Amazon tells suppliers it won't accept new shipments of nonessential items until April 5
Amazon is taking drastic steps to prioritize delivery of essential items while pausing shipments of non-essential products to its warehouses as it tries to manage its supply chain strained by coronavirus-related demand.
Amazon will still deliver products purchased by consumers for any category that is in stock. It has just asked sellers and retailers not to ship more nonessential items to its warehouses until at least April 5.
On Tuesday, Amazon sent an email to marketers and sellers outlining its new emergency response measures, reacting to shortages and delays on high-demand products, including groceries and cleaning supplies.

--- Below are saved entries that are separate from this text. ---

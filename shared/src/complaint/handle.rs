use serde::{Deserialize, Serialize};

#[derive(Serialize, Deserialize)]
pub struct CreateComplaintDescriptor {
    pub subject: String,
    pub content: String,
}

#[derive(Serialize, Deserialize)]
pub struct ReviewComplaintDescriptor {
    pub complaint: u64,
    pub variant: ReviewComplaintVariant,
}

#[derive(Serialize, Deserialize, Clone)]
pub enum ReviewComplaintVariant {
    /// Hand the complaint to the technical team.
    AssignToTechnical,
    MarkResolved,
    /// Contact the sender, storing the comment on the complaint.
    ContactSender(String),
}
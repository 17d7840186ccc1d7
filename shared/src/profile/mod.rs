pub mod handle;

use serde::{Deserialize, Serialize};

/// The CV-style page owned by one approved account.
#[derive(Serialize, Deserialize, Debug, Clone)]
pub struct StudentProfile {
    /// The only id of this profile.
    pub id: u64,
    /// Owning account id. At most one profile exists per account.
    pub account: u64,
    pub bio: Option<String>,
    pub address: Option<String>,
    pub department: Option<String>,
    pub skills: Option<String>,
    pub interests: Option<String>,
    pub projects: Option<String>,
    pub github: Option<String>,
    pub linkedin: Option<String>,
    pub contact_email: Option<String>,
    /// Reference to a stored profile image, if any.
    pub image: Option<String>,
    /// Opaque public lookup key. Generated once, immutable, unique.
    pub slug: String,
    pub privacy: PrivacyMode,
}

/// Who may open a profile through its slug.
#[derive(Clone, Copy, PartialEq, Eq, Debug, Serialize, Deserialize)]
pub enum PrivacyMode {
    /// Anyone, authenticated or not.
    Public,
    /// Any authenticated account.
    University,
    /// The owner and admins only.
    Private,
}
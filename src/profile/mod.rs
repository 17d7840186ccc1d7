pub mod handle;

use dashmap::DashMap;
use once_cell::sync::Lazy;
use parking_lot::RwLock;
use rand::Rng;

use sps_shared::profile::StudentProfile;

/// The static instance of student profiles.
pub static INSTANCE: Lazy<ProfileManager> = Lazy::new(ProfileManager::new);

/// Upper bound on the free-text projects section.
pub const MAX_PROJECTS_LEN: usize = 1024;

#[must_use = "The save result should be handled"]
pub fn save_profile(_profile: &StudentProfile) -> bool {
    #[cfg(not(test))]
    {
        use std::{fs::File, io::Write};

        match File::create(format!("./data/profiles/{}.toml", _profile.id)) {
            Ok(mut file) => file
                .write_all(
                    match toml::to_string(_profile) {
                        Ok(s) => s,
                        Err(_) => return false,
                    }
                    .as_bytes(),
                )
                .is_ok(),
            Err(_) => false,
        }
    }

    #[cfg(test)]
    true
}

#[must_use = "The deletion result should be handled"]
pub fn remove_profile(_profile: &StudentProfile) -> bool {
    #[cfg(not(test))]
    {
        return std::fs::remove_file(format!("./data/profiles/{}.toml", _profile.id)).is_ok();
    }

    #[cfg(test)]
    true
}

/// A simple profile manager.
///
/// At most one profile exists per account; the index cache keys on the
/// owning account id.
pub struct ProfileManager {
    pub profiles: RwLock<Vec<RwLock<StudentProfile>>>,
    /// An index cache for getting index from an owning account id.
    index: DashMap<u64, usize>,
}

impl ProfileManager {
    /// Read and create a profile manager from `./data/profiles`.
    fn new() -> Self {
        #[cfg(not(test))]
        {
            use std::{fs, io::Read};

            let _ = fs::create_dir_all("./data/profiles");
            let mut vec = Vec::new();
            let index = DashMap::new();
            let mut i = 0;
            for dir in fs::read_dir("./data/profiles").unwrap() {
                if let Ok(profile) = dir.map(|e| {
                    toml::from_str::<StudentProfile>(&{
                        let mut string = String::new();
                        fs::File::open(e.path())
                            .unwrap()
                            .read_to_string(&mut string)
                            .unwrap();
                        string
                    })
                    .unwrap()
                }) {
                    index.insert(profile.account, i);
                    vec.push(RwLock::new(profile));
                    i += 1;
                }
            }
            return Self {
                profiles: RwLock::new(vec),
                index,
            };
        }

        #[cfg(test)]
        Self {
            profiles: RwLock::new(Vec::new()),
            index: DashMap::new(),
        }
    }

    /// Push a profile into this instance.
    pub fn push(&self, profile: StudentProfile) {
        let mut profiles = self.profiles.write();
        self.index.insert(profile.account, profiles.len());
        profiles.push(RwLock::new(profile));
    }

    /// Profile id owned by the target account, if one exists.
    pub fn profile_id_of(&self, account: u64) -> Option<u64> {
        let index = *self.index.get(&account)?;
        let profiles = self.profiles.read();
        profiles.get(index).map(|profile| profile.read().id)
    }

    /// Indicates whether the target slug is already taken.
    pub fn contains_slug(&self, slug: &str) -> bool {
        self.profiles
            .read()
            .iter()
            .any(|profile| profile.read().slug == slug)
    }

    /// Snapshot of the profile behind the target slug.
    pub fn by_slug(&self, slug: &str) -> Option<StudentProfile> {
        self.profiles
            .read()
            .iter()
            .map(|profile| profile.read())
            .find(|profile| profile.slug == slug)
            .map(|profile| profile.clone())
    }

    /// Run `f` against the profile owned by the target account.
    pub fn with_profile_mut<R>(
        &self,
        account: u64,
        f: impl FnOnce(&mut StudentProfile) -> R,
    ) -> Option<R> {
        let index = *self.index.get(&account)?;
        let profiles = self.profiles.read();
        let mut profile = profiles.get(index)?.write();
        Some(f(&mut profile))
    }

    /// Remove the profile owned by the target account, returning it.
    pub fn remove_by_account(&self, account: u64) -> Option<StudentProfile> {
        let index = self.index.get(&account).map(|e| *e.value())?;
        let removed = {
            let mut profiles = self.profiles.write();
            if index >= profiles.len() {
                return None;
            }
            profiles.remove(index).into_inner()
        };
        if !remove_profile(&removed) {
            tracing::error!("failed to remove profile file for {}", removed.id);
        }
        self.update_index();
        Some(removed)
    }

    /// Update the index cache of this instance.
    fn update_index(&self) {
        self.index.clear();
        for (i, profile) in self.profiles.read().iter().enumerate() {
            self.index.insert(profile.read().account, i);
        }
    }

    #[cfg(test)]
    pub fn reset(&self) {
        self.profiles.write().clear();
        self.index.clear();
    }
}

/// Generate a fresh, collision-free profile slug.
///
/// The slug is the public lookup key, opaque and immutable once
/// assigned.
pub fn generate_slug() -> String {
    loop {
        let slug = format!("{:032x}", rand::thread_rng().gen::<u128>());
        if !INSTANCE.contains_slug(&slug) {
            return slug;
        }
    }
}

“We are seeing increased online shopping, and as a result some products such as household staples and medical supplies are out of stock,” Amazon wrote in its email to brands and sellers. “With this in mind, we are temporarily prioritizing household staples, medical supplies, and other high-demand products coming into our fulfillment centers so that we can more quickly receive, restock, and deliver these products to customers.
“For products other than these, we have temporarily disabled shipment creation,” the email said. “We are taking a similar approach with retail vendors.”
Ad Age received a copy of the email from a marketing executive on condition of anonymity.
Here is what is changing: Amazon told brands and sellers to temporarily pause shipments of nonessential products to its warehouses, so it can focus on handling high-priority goods, like food, medical supplies and household cleaning supplies. Amazon is accepting items that have already been shipped to its warehouses and will deliver those to consumers, as well as fulfill new orders on goods it already has in stock. However, Amazon is not taking on new inventory for nonessential products until at least April 5. Amazon has not given a detailed list of all the products it considers essential. Vendors and brands that don’t use Amazon to ship their products—those that rely on other distribution channels—are not expected to be affected by the new order.
“We understand this is a change for our selling partners and appreciate their understanding as we temporarily prioritize these products for customers,” an Amazon spokesman said in an email statement.
Amazon has faced shortages of goods like Clorox and Lysol disinfectant wipes. Also, food stocks have dwindled. This week, Amazon said it would hire an additional 100,000 people to keep its deliveries moving to consumers who are shut in during the coronavirus pandemic.
Coronavirus has been a global concern since January, when it first emerged in China. It has since led to a state of emergency in the U.S.
Retailers have come to rely on Amazon as their main distribution point to consumers as its platform takes a growing share of the e-commerce market. EMarketer estimates that Amazon accounts for close to 40 percent of all e-commerce in the U.S.
“Brands need to be very flexible during these uncertain times,” says Mark Power, CEO of Podean, an Amazon marketing services firm. “They may push into Amazon aggressively because that’s the way consumers are reacting now, gravitating toward these marketplaces to deliver items essential to their daily lives. But Amazon also needs to be realistic about what it can do now, responding to this huge demand coming from the world of consumers.”